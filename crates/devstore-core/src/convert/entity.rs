// ── Shared audit fields ──

use super::FieldMapper;
use crate::document::Document;
use crate::error::DecodeError;
use crate::model::{EntityAudit, PersistentEntity};

/// Top-level keys owned by [`EntityFieldMapper`].
pub mod keys {
    pub const CREATED_DATE: &str = "cd";
    pub const CREATED_BY: &str = "cb";
    pub const UPDATED_DATE: &str = "ud";
    pub const UPDATED_BY: &str = "ub";
    pub const DELETED: &str = "dl";

    pub const ALL: &[&str] = &[CREATED_DATE, CREATED_BY, UPDATED_DATE, UPDATED_BY, DELETED];
}

/// Appends and extracts the [`EntityAudit`] fields of any persisted entity.
#[derive(Debug, Clone, Copy, Default)]
pub struct EntityFieldMapper;

impl<T: PersistentEntity + ?Sized> FieldMapper<T> for EntityFieldMapper {
    fn keys(&self) -> &'static [&'static str] {
        keys::ALL
    }

    fn write(&self, source: &T, target: &mut Document) {
        let audit = source.audit();
        target
            .append(keys::CREATED_DATE, audit.created_date)
            .append(keys::CREATED_BY, audit.created_by.clone())
            .append(keys::UPDATED_DATE, audit.updated_date)
            .append(keys::UPDATED_BY, audit.updated_by.clone())
            .append(keys::DELETED, audit.deleted);
    }

    fn read(&self, source: &Document, target: &mut T) -> Result<(), DecodeError> {
        let audit = EntityAudit {
            created_date: source.get_datetime(keys::CREATED_DATE)?,
            created_by: source.get_str(keys::CREATED_BY)?.map(str::to_owned),
            updated_date: source.get_datetime(keys::UPDATED_DATE)?,
            updated_by: source.get_str(keys::UPDATED_BY)?.map(str::to_owned),
            deleted: source.get_bool(keys::DELETED)?.unwrap_or(false),
        };
        *target.audit_mut() = audit;
        Ok(())
    }
}
// ── Metadata field ──
//
// The metadata map is stored as one nested sub-document of string values
// under a single reserved top-level key, so arbitrary metadata names can
// never shadow another mapper's keys.

use super::FieldMapper;
use crate::document::{Document, Value, ValueKind};
use crate::error::DecodeError;
use crate::model::{Metadata, MetadataProvider};

/// Top-level keys owned by [`MetadataFieldMapper`].
pub mod keys {
    pub const METADATA: &str = "metadata";

    pub const ALL: &[&str] = &[METADATA];
}

/// Appends and extracts the [`Metadata`] of any metadata-bearing entity.
#[derive(Debug, Clone, Copy, Default)]
pub struct MetadataFieldMapper;

impl<T: MetadataProvider + ?Sized> FieldMapper<T> for MetadataFieldMapper {
    fn keys(&self) -> &'static [&'static str] {
        keys::ALL
    }

    fn write(&self, source: &T, target: &mut Document) {
        let entries: Document = source
            .metadata()
            .iter()
            .map(|(name, value)| (name.clone(), value.clone()))
            .collect();
        target.append(keys::METADATA, entries);
    }

    fn read(&self, source: &Document, target: &mut T) -> Result<(), DecodeError> {
        let Some(entries) = source.get_document(keys::METADATA)? else {
            target.metadata_mut().clear();
            return Ok(());
        };

        let metadata = entries
            .iter()
            .map(|(name, value)| match value {
                Value::String(s) => Ok((name.clone(), s.clone())),
                other => Err(DecodeError::unexpected(
                    format!("{}.{name}", keys::METADATA),
                    ValueKind::String,
                    other.kind(),
                )),
            })
            .collect::<Result<Metadata, _>>()?;

        *target.metadata_mut() = metadata;
        Ok(())
    }
}

#[cfg(test)]
#[allow(clippy::unwrap_used)]
mod tests {
    use super::*;
    use crate::model::Device;
    use pretty_assertions::assert_eq;

    fn device_with_metadata() -> Device {
        let mut device = Device::default();
        device.metadata.insert("firmware".into(), "1.4.2".into());
        device.metadata.insert("rack".into(), "B7".into());
        device
    }

    #[test]
    fn writes_nested_sub_document() {
        let mut doc = Document::new();
        MetadataFieldMapper.write(&device_with_metadata(), &mut doc);

        let nested = doc.get_document(keys::METADATA).unwrap().unwrap();
        assert_eq!(nested.keys().collect::<Vec<_>>(), vec!["firmware", "rack"]);
        assert_eq!(nested.get_str("rack").unwrap(), Some("B7"));
    }

    #[test]
    fn round_trips() {
        let device = device_with_metadata();
        let mut doc = Document::new();
        MetadataFieldMapper.write(&device, &mut doc);

        let mut decoded = Device::default();
        MetadataFieldMapper.read(&doc, &mut decoded).unwrap();
        assert_eq!(decoded.metadata, device.metadata);
    }

    #[test]
    fn missing_key_yields_empty_map() {
        let mut decoded = device_with_metadata();
        MetadataFieldMapper.read(&Document::new(), &mut decoded).unwrap();
        assert!(decoded.metadata.is_empty());
    }

    #[test]
    fn non_string_entry_fails_with_qualified_key() {
        let mut nested = Document::new();
        nested.append("ok", "yes").append("count", 3);
        let mut doc = Document::new();
        doc.append(keys::METADATA, nested);

        let mut decoded = device_with_metadata();
        let err = MetadataFieldMapper.read(&doc, &mut decoded).unwrap_err();
        assert_eq!(
            err,
            DecodeError::unexpected("metadata.count", ValueKind::String, ValueKind::Int64)
        );
        assert_eq!(decoded.metadata, device_with_metadata().metadata);
    }
}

------------------------------------------------------------

## TASK DIRECTIONS
Working from the entries above, filter out every line that lacks "count" and copy what remains.

## RESPONSE TO THIS EXERCISE
        nested.append("ok", "yes").append("count", 3);
            DecodeError::unexpected("metadata.count", ValueKind::String, ValueKind::Int64)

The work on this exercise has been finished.